Personal and enchanting, 62-metre custom Feadship Sea Owl is a portal to a different world, where children learn as they play and adults can enjoy family time, work or relax miles away from land. Aside from her one-of-a-kind fantasy inspired interior, the yacht has a sophisticated custom-designed security system to allow her occupants to venture far afield in safety.
Sea Owl’s lead designer, Andrew Winch, grew up near Kensington Gardens in London, where a bronze statue of Peter Pan has bewitched generations of children since it mysteriously appeared in 1912. Peter Pan is only one of several fairy tales and scholarly books that have inspired the décor, as the designers worked closely with family members to personalise each room and encourage the children to explore real and imaginary worlds.
On the bridge deck is a staff cabin decorated with frescos of fossilised seashells that a young Charles Darwin identified during his first trip on HMS Beagle. This will double as a classroom, allowing the children to learn about Darwin as the yacht explores the Galápagos Islands. On the lower deck is a delightful pirate-themed room; next to this is one of the daughters’ cabins with scenes from Alice in Wonderland. On the sun deck, a toothy shark grins on the walls of the freshwater spa pool. Three decks below, a book painted on the ceiling appears to be defying the laws of gravity to fly away from the library wall – it’s Newton’s Philosophiae Naturalis Principia Mathematica, naturally. While the décor is playful, it is never kitsch, reaching a level of artistry even grown-ups can appreciate.
The results surprised the yacht’s owner. ‘Although I was tangentially involved in the design of the boat and kept abreast of how the build was progressing, I was truly astonished by the level of craftsmanship and tastefulness that distinguishes every nook and cranny,’ he says, adding that this success ‘is largely due to the close collaboration between the design team at Andrew Winch Designs (AWD) and my wife and daughter who are endowed with both exceptionally good taste and exceptionally strong opinions.’

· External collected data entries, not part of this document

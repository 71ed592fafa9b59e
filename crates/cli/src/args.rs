//! Command-line arguments of both tools.
//!
//! Flags override the loaded `AppConfig`; validation runs before any
//! network activity.

use std::path::PathBuf;

use clap::Parser;
use rozklad_core::{AppConfig, BusRoute, Channel};

/// Argument validation errors.
#[derive(Debug, thiserror::Error, PartialEq, Eq)]
pub enum ArgsError {
    #[error("either all or channel: --all and --channel-name are mutually exclusive")]
    BothModes,

    #[error("either all or channel: pass --all or --channel-name")]
    NoMode,

    #[error("--channel-name requires --channel-url")]
    MissingChannelUrl,

    #[error("smtp pass required: --email needs --smtp-pass or ROZKLAD_SMTP_PASS")]
    MissingSmtpPass,

    #[error("stop {0} given without any IDLinii")]
    MissingLines(String),

    #[error("no stop given and no bus_routes configured")]
    NoRoutes,
}

/// Which channels a TV run covers.
#[derive(Debug, Clone, PartialEq, Eq)]
pub enum Mode {
    /// Every channel on the station index, plus an index page.
    All,
    Single(Channel),
}

/// Polish TV station listings scraper.
#[derive(Debug, Clone, Parser)]
#[command(name = "program-tv", version, about)]
pub struct TvArgs {
    /// Parse all channels
    #[arg(short = 'a', long)]
    pub all: bool,

    #[arg(short = 'c', long)]
    pub channel_name: Option<String>,

    /// Listing path of the channel, e.g. /program-tv/stacje/TVP-1
    #[arg(short = 'C', long)]
    pub channel_url: Option<String>,

    /// How many days ahead to parse
    #[arg(short = 'd', long, default_value_t = 3)]
    pub days_ahead: u32,

    /// Print debug info as you go
    #[arg(short = 'D', long)]
    pub debug: bool,

    /// Send report email
    #[arg(short = 'e', long)]
    pub email: bool,

    #[arg(short = 'A', long)]
    pub admin_email: Option<String>,

    #[arg(long)]
    pub smtp_port: Option<u16>,

    #[arg(long)]
    pub smtp_host: Option<String>,

    #[arg(long)]
    pub smtp_user: Option<String>,

    #[arg(long)]
    pub smtp_pass: Option<String>,

    /// Directory for the HTML reports
    #[arg(short = 'o', long)]
    pub out_dir: Option<PathBuf>,
}

impl TvArgs {
    /// Apply flag overrides on top of the loaded configuration.
    pub fn apply(&self, config: &mut AppConfig) {
        if let Some(email) = &self.admin_email {
            config.admin_email = email.clone();
        }
        if let Some(port) = self.smtp_port {
            config.smtp_port = port;
        }
        if let Some(host) = &self.smtp_host {
            config.smtp_host = host.clone();
        }
        if let Some(user) = &self.smtp_user {
            config.smtp_user = user.clone();
        }
        if let Some(pass) = &self.smtp_pass {
            config.smtp_pass = Some(pass.clone());
        }
        if let Some(dir) = &self.out_dir {
            config.out_dir = dir.clone();
        }
    }

    /// Check flag combinations and pick the run mode.
    pub fn validate(&self, config: &AppConfig) -> Result<Mode, ArgsError> {
        let mode = match (self.all, &self.channel_name) {
            (true, Some(_)) => return Err(ArgsError::BothModes),
            (false, None) => return Err(ArgsError::NoMode),
            (true, None) => Mode::All,
            (false, Some(name)) => {
                let url = self.channel_url.as_ref().ok_or(ArgsError::MissingChannelUrl)?;
                Mode::Single(Channel::new(name.clone(), url.clone()))
            }
        };

        if self.email && config.require_smtp_pass().is_err() {
            return Err(ArgsError::MissingSmtpPass);
        }

        Ok(mode)
    }
}

/// Bus timetable pages from the timetable CMS.
///
/// Without a stop, every route in the `bus_routes` config is reported.
#[derive(Debug, Clone, Parser)]
#[command(name = "rozklad-bus", version, about)]
pub struct BusArgs {
    /// Stop code (e.g. 331-02) or a known stop name (e.g. CHOPINA_CENTRUM)
    #[arg(value_name = "ID")]
    pub id: Option<String>,

    /// Line numbers, one report each
    #[arg(value_name = "IDLinii")]
    pub lines: Vec<String>,

    #[arg(long = "IDKlienta", value_name = "IDKlienta")]
    pub client_id: Option<String>,

    #[arg(long)]
    pub cmd: Option<String>,

    #[arg(long)]
    pub base_url: Option<String>,

    /// Directory for the HTML reports
    #[arg(short = 'o', long)]
    pub out_dir: Option<PathBuf>,

    /// Print debug info as you go
    #[arg(short = 'D', long)]
    pub debug: bool,
}

impl BusArgs {
    /// Apply flag overrides on top of the loaded configuration.
    pub fn apply(&self, config: &mut AppConfig) {
        if let Some(id) = &self.client_id {
            config.bus_client_id = id.clone();
        }
        if let Some(cmd) = &self.cmd {
            config.bus_cmd = cmd.clone();
        }
        if let Some(url) = &self.base_url {
            config.bus_base_url = url.clone();
        }
        if let Some(dir) = &self.out_dir {
            config.out_dir = dir.clone();
        }
    }

    /// The routes to report: the stop and lines given, or the configured list.
    pub fn routes(&self, config: &AppConfig) -> Result<Vec<BusRoute>, ArgsError> {
        match &self.id {
            Some(id) if self.lines.is_empty() => Err(ArgsError::MissingLines(id.clone())),
            Some(id) => Ok(vec![BusRoute { stop: id.clone(), lines: self.lines.clone() }]),
            None if config.bus_routes.is_empty() => Err(ArgsError::NoRoutes),
            None => Ok(config.bus_routes.clone()),
        }
    }
}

While children were the inspiration for this project, making this dream happen was anything but child’s play. Winch, who has designed seven Feadships to date, including the recently delivered 99 metre Madame Gu, says Sea Owl was one of the most complex projects he has ever handled.

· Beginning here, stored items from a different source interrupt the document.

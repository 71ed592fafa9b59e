//! End-of-run report email.
//!
//! The body is the JSON of every channel's `RunInfo` followed by the run
//! stats, wrapped in `<pre>` and sent as HTML over STARTTLS SMTP.

use chrono::NaiveDate;
use html_escape::encode_text;
use lettre::{
    Message, SmtpTransport, Transport,
    message::{Mailbox, header::ContentType},
    transport::smtp::authentication::Credentials,
};
use rozklad_core::{AppConfig, ConfigError, RunInfo, RunStats};

#[derive(Debug, thiserror::Error)]
pub enum EmailError {
    #[error(transparent)]
    Config(#[from] ConfigError),

    #[error("invalid address: {0}")]
    Address(#[from] lettre::address::AddressError),

    #[error("failed to build message: {0}")]
    Message(#[from] lettre::error::Error),

    #[error("smtp error: {0}")]
    Smtp(#[from] lettre::transport::smtp::Error),

    #[error("failed to encode report: {0}")]
    Encode(#[from] serde_json::Error),
}

/// Subject line, `{YYYY-MM-DD} report`.
pub fn subject(date: NaiveDate) -> String {
    format!("{date} report")
}

/// HTML body: each record pretty-printed, then the stats.
pub fn compose_body(infos: &[RunInfo], stats: &RunStats) -> Result<String, EmailError> {
    let mut text = String::new();
    for info in infos {
        text.push_str(&serde_json::to_string_pretty(info)?);
        text.push('\n');
    }
    text.push_str(&serde_json::to_string_pretty(stats)?);
    Ok(format!("<pre>\n{}\n</pre>", encode_text(&text)))
}

/// Build the report message from the configured sender to the admin.
pub fn compose(config: &AppConfig, date: NaiveDate, html: String) -> Result<Message, EmailError> {
    let from: Mailbox = config.smtp_user.parse()?;
    let to: Mailbox = config.admin_email.parse()?;

    Ok(Message::builder()
        .from(from)
        .to(to)
        .subject(subject(date))
        .header(ContentType::TEXT_HTML)
        .body(html)?)
}

/// Authenticated SMTP relay for the report.
pub struct Mailer {
    transport: SmtpTransport,
}

impl Mailer {
    /// # Errors
    ///
    /// Fails without a password or when the relay host is unusable.
    pub fn new(config: &AppConfig) -> Result<Self, EmailError> {
        let pass = config.require_smtp_pass()?;
        let credentials = Credentials::new(config.smtp_user.clone(), pass.to_string());

        let transport = SmtpTransport::starttls_relay(&config.smtp_host)?
            .port(config.smtp_port)
            .credentials(credentials)
            .timeout(Some(config.timeout()))
            .build();

        Ok(Self { transport })
    }

    /// Blocking send.
    pub fn send(&self, message: &Message) -> Result<(), EmailError> {
        self.transport.send(message)?;
        Ok(())
    }
}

Part of the complexity resides in the number of details in this high-volume explorer. There are those you can see, such as a silk and wool carpet hand-knotted in Nepal, the Dale Chihuly chandelier made of Venetian glass, or the basin carved like a gem from a single block of crystal. And there are the ones you don’t – security cameras with a 360-degree view at the waterline, fingerprint-recognition keypads and a sophisticated entertainment system.
A detailed description of this interior would fill a book, but a few details are enough to illustrate the yacht’s spirit. The central stairway features a mural, carved from Peruvian mahogany, of a magical tree rising four decks high in one continuous design, the roots grounded in the lower deck’s sole and branches reaching the sun deck. The guest lift is much less noticeable from the outside but on its inside walls are trompe l’oeil murals depicting, among others, a garden scene and the family dog awaiting a treat.
The owner, gifted with a mathematical mind, has an office where he can be introspective behind closed doors but find inspiration in the oceanscape unfolding in front of him. This room is part of the owner’s private suite. Its centrepiece is an exquisite copy of an 18th Century French desk by French furniture designer Serge Mirochnikoff, who created several other special pieces on board. On the ceiling is one of many frescoes commissioned by AWD, this one a depiction of a world map circa 1800.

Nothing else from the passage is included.